TASK MATERIAL ▸
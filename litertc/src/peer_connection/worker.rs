//! Per-connection event loop.
//!
//! One worker thread owns all mutable connection state: both sockets,
//! the mDNS protocol core, the signaling state machine, and the user
//! callbacks. It blocks only in the poll wait; public API calls
//! enqueue [`Command`]s through the inbox and unblock the wait with a
//! [`mio::Waker`], so the worker exits at a well-defined point on
//! teardown.

use std::collections::HashMap;
use std::io;
use std::net::{Ipv4Addr, SocketAddr};
use std::sync::{Arc, Mutex};
use std::time::Instant;

use bytes::BytesMut;
use crossbeam_channel::{Receiver, Sender, TryRecvError};
use log::{debug, error, info, trace, warn};
use mio::net::UdpSocket;
use mio::{Events, Poll, Token};
use sansio::Protocol;

use mdns::{Mdns, MdnsEvent, QueryId, MDNS_MULTICAST_IPV4, MDNS_PORT};
use sdp::{
    Codec, Direction, IceParameters, MediaDescription, Origin, RtpMap, SessionDescription, Timing,
};
use shared::error::{Error, Result};
use shared::{TaggedBytesMut, TransportContext, TransportProtocol};

use crate::constants::RX_BUF_CAP;
use crate::handler::demuxer;
use crate::handler::dtls::DtlsHandler;
use crate::handler::srtp::SrtpHandler;
use crate::handler::stun::StunHandler;
use crate::handler::{HandlerError, PacketHandler};
use crate::messages::MediaMessage;
use crate::peer_connection::ice_candidate;
use crate::peer_connection::sdp::RTCSessionDescription;
use crate::peer_connection::state::signaling_state::{
    check_next_signaling_state, proposed_state, StateChangeOp,
};
use crate::peer_connection::state::RTCSignalingState;
use crate::peer_connection::{OnForceIdrHdlrFn, OnIceCandidateHdlrFn};

pub(crate) const MEDIA_TOKEN: Token = Token(0);
pub(crate) const MDNS_TOKEN: Token = Token(1);
pub(crate) const WAKER_TOKEN: Token = Token(2);

/// Work enqueued by the public API. Commands carrying a reply sender
/// rendezvous with the caller.
pub(crate) enum Command {
    SetLocalDescription(RTCSessionDescription, Sender<Result<()>>),
    SetRemoteDescription(RTCSessionDescription, Sender<Result<()>>),
    CreateOffer(Sender<Result<RTCSessionDescription>>),
    CreateAnswer(Sender<Result<RTCSessionDescription>>),
    AddIceCandidate(Option<String>, Sender<Result<()>>),
    SetOnIceCandidate(OnIceCandidateHdlrFn),
    SetOnForceIdr(OnForceIdrHdlrFn),
    Close,
}

/// State mirror the public handle reads without blocking on the worker.
#[derive(Default)]
pub(crate) struct AdvisoryState {
    pub(crate) signaling_state: RTCSignalingState,
    pub(crate) local_description: Option<RTCSessionDescription>,
    pub(crate) remote_description: Option<RTCSessionDescription>,
}

pub(crate) struct Worker {
    poll: Poll,
    media_socket: UdpSocket,
    mdns_socket: UdpSocket,
    commands: Receiver<Command>,

    mdns: Mdns,
    hostname: String,
    media_port: u16,
    fingerprint: [u8; 32],
    ice: IceParameters,

    signaling_state: RTCSignalingState,
    local_description: Option<RTCSessionDescription>,
    remote_description: Option<RTCSessionDescription>,
    advisory: Arc<Mutex<AdvisoryState>>,

    on_ice_candidate: Option<OnIceCandidateHdlrFn>,
    on_force_idr: Option<OnForceIdrHdlrFn>,
    candidates_emitted: bool,

    remote_candidates: Vec<String>,
    pending_resolutions: HashMap<QueryId, String>,
    resolved_candidates: Vec<(String, std::net::IpAddr)>,

    stun: StunHandler,
    dtls: DtlsHandler,
    srtp: SrtpHandler,
}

YOUR INSTRUCTIONS ▸
Counting only lines that hold the word "public", state how many there are in the data. Write the number alone.

WRITTEN REPLY ▸
3